Des pensées surgissent quand vous faites un footing, c’est un processus tout à fait normal, votre cerveau est une machine à fabriquer des pensées qui ne s’arrêtera pas ! En revanche, vous avez le choix entre suivre ces pensées, ruminer, anticiper, monologuer (bref, augmenter le volume de la radio) ou juste observer qu’elles sont là, sans vous enliser dedans et en ramenant votre attention à la pleine conscience de vos sensations corporelles, de vos muscles, de votre souffle (baisser le volume de la radio pour n’avoir qu’un bruit de fond inaudible).

Comme vous le voyez, cette méthode ne vise pas à ne plus avoir de pensées négatives, mais juste à noter qu’elles sont là, sans les suivre, et à ramener son attention sur le souffle et le corps.
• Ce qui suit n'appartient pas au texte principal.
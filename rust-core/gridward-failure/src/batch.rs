// SPDX-License-Identifier: PMPL-1.0-or-later
// Copyright (c) 2026 Jonathan D.A. Jewell (hyperpolymath) <jonathan.jewell@open.ac.uk>

//! Translation of a pending-operations queue into applied-operation records.
//!
//! A queue can only be consumed once, so recording a batch means draining it
//! into a replacement queue that is then handed to the real dialect. Both the
//! replacement queue and the record list are built in the same pass and keep
//! the original order.
//!
//! Rebuilding costs one extra allocation per queued operation.

use gridward_dialect::{DialectError, Operation, OperationsQueue};

use crate::operation::GridDialectOperation;

/// Result of [`normalize_batch`].
#[derive(Debug)]
pub struct NormalizedBatch {
    /// Holds the drained operations unchanged and in order.
    pub queue: OperationsQueue,
    /// One record per recordable operation, in queue order.
    pub operations: Vec<GridDialectOperation>,
}

/// The record describing `operation`, or `None` for kinds that are forwarded
/// without being recorded.
pub fn applied_operation_for(operation: &Operation) -> Option<GridDialectOperation> {
    match operation {
        Operation::InsertOrUpdateTuple {
            entity_key, tuple, ..
        } => Some(GridDialectOperation::InsertOrUpdateTuple {
            entity_key: entity_key.clone(),
            tuple: tuple.clone(),
        }),
        Operation::RemoveTuple { entity_key, .. } => Some(GridDialectOperation::RemoveTuple {
            entity_key: entity_key.clone(),
        }),
        Operation::InsertOrUpdateAssociation {
            association_key,
            association,
            ..
        } => Some(GridDialectOperation::InsertOrUpdateAssociation {
            association_key: association_key.clone(),
            association: association.clone(),
        }),
        Operation::RemoveAssociation {
            association_key, ..
        } => Some(GridDialectOperation::RemoveAssociation {
            association_key: association_key.clone(),
        }),
        Operation::GroupedChangesToEntity { .. } => None,
    }
}

/// Drain `queue` into a new queue while recording its operations.
///
/// `queue` is left empty. A closed queue yields nothing, so the result is an
/// empty, open queue; callers that must forward a closed queue as-is check
/// [`OperationsQueue::is_closed`] first.
pub fn normalize_batch(queue: &mut OperationsQueue) -> Result<NormalizedBatch, DialectError> {
    let mut rebuilt = OperationsQueue::new();
    let mut operations = Vec::with_capacity(queue.len());

    for pending in queue.drain() {
        if let Some(applied) = applied_operation_for(&pending) {
            operations.push(applied);
        }
        rebuilt.add(pending)?;
    }

    Ok(NormalizedBatch {
        queue: rebuilt,
        operations,
    })
}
On entraîne ainsi son esprit à rester dans l’instant présent, à ne pas voyager sans cesse dans le temps, le passé ou le futur.

Méditer en pleine conscience pendant 30 à 45 minutes, c’est aussi faire un exercice sans rien en attendre de spécifique (bien-être, état de transe…).

Plus nous espérons quelque chose de précis, moins nous sommes dans l’instant présent, car notre attention se porte alors sur les signes qui vont dans le sens de notre attente.

D’un jour à l’autre, nous passons par différents états, jamais semblables, éphémères, comme l’impatience, l’irritabilité, l’envie de se lever, la détente profonde, le silence mental, la tristesse, la colère

Avec la méditation en pleine conscience, nous apprenons à « savoir être » avec ces états, à les observer sans chercher à les modifier ou à lutter contre eux comme nous avons l’habitude de le faire. Nous apprenons à accepter les choses telles qu’elles sont agréables ou désagréables. Cette acceptation est facilitée par le fait que nous pouvons constater le caractère éphémère de nos pensées, de nos émotions, de nos sensations physiques, grâce à une observation sans jugement et distanciée.